Guide to Azalea bonsai prunning

 

The azalea is one of the very few tree species that are basally-dominant. This means that the lower branches grow stronger than the weaker top, which leads to the shape of a shrub in nature. Therefore, prune the branches at the base harder than the top. The Azalea withstands strong pruning very well and even produces new shoots from branches on which no leaves are left. Immediately after flowering the wilted flowers and ovaries are cut off or pinched by hand. This point of time is also favourable for all other pruning and trimming works because in summer the new flower buds for the next year will develop.

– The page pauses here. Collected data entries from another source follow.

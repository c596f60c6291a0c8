//! Monthly calendar grid component with event markers.

use std::collections::BTreeMap;

use chrono::NaiveDate;
use leptos::prelude::*;

use hydrowatch_common::calendar::{CalendarEvent, MonthGrid};

/// Props for the calendar grid.
#[component]
pub fn CalendarGrid(
    /// Month being displayed.
    grid: MonthGrid,
    /// Events keyed by day (only days with events are present).
    events: BTreeMap<NaiveDate, Vec<CalendarEvent>>,
    /// Currently selected day.
    selected: ReadSignal<Option<NaiveDate>>,
    on_select: WriteSignal<Option<NaiveDate>>,
) -> impl IntoView {
    let cells: Vec<_> = (1..=grid.days)
        .filter_map(|day_num| grid.date(day_num).map(|d| (day_num, d)))
        .map(|(day_num, date)| {
            let count = events.get(&date).map(Vec::len).unwrap_or(0);
            let class = move || {
                let mut class = String::from("cal-cell");
                if count > 0 {
                    class.push_str(" has-data");
                }
                if selected.get() == Some(date) {
                    class.push_str(" highlighted");
                }
                class
            };

            view! {
                <button class=class on:click=move |_| on_select.set(Some(date))>
                    <span class="cal-day-num">{day_num}</span>
                    {(count > 0).then(|| view! {
                        <span class="cal-day-stats">
                            {count}{if count == 1 { " event" } else { " events" }}
                        </span>
                    })}
                </button>
            }
        })
        .collect();

    // Empty cells for padding before the 1st
    let padding: Vec<_> = (0..grid.leading_blanks)
        .map(|_| view! { <div class="cal-cell empty"></div> })
        .collect();

    view! {
        <div class="calendar">
            <div class="cal-header">
                <h2>{grid.label()}</h2>
            </div>
            <div class="cal-weekdays">
                <span>"Mon"</span><span>"Tue"</span><span>"Wed"</span>
                <span>"Thu"</span><span>"Fri"</span><span>"Sat"</span><span>"Sun"</span>
            </div>
            <div class="cal-grid">
                {padding}
                {cells}
            </div>
        </div>
    }
}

If you prune your tree too late there will be no or nearly no flowers in the following year.

Azalea bonsai pruning
Azalea bonsai pruning

Unwanted shoots from the trunk or the base of the branches can be removed at any time of the year.

Extensive styling works on the raw material are often done in spring and, in that case, flowering is omitted consciously.

The wood of the azalea is brittle so that wiring and bending should be done with great care.

Once trained to a specific bonsai shape, azaleas require only maintenance pruning and trimming. Remove spent flowers as soon as they wilt and any new shoots that develop after blooming ends. Pruning secondary shoots until late July helps the bonsai hold its shape. In the fall, you can trim out the inner leaves to improve the next season’s flowering.

Azalea bonsai pruning
Azalea bonsai pruning

Azalea pruning is no big deal, normally the dead blossoms are pinched rather than cut, though. This is known as ‘deadheading’ and encourages bud-set for the future. A few seasons of this can lead to a plant/tree producing such a profusion of flowers that there is almost no foliage to be seen during blooming.

During pruning it’s best to clean out the smaller interior and crossing branches at that time, allowing more light in. The best way is to cut back a little further than you would think because it will force budding and breaks at the branch apex thus, more foliage.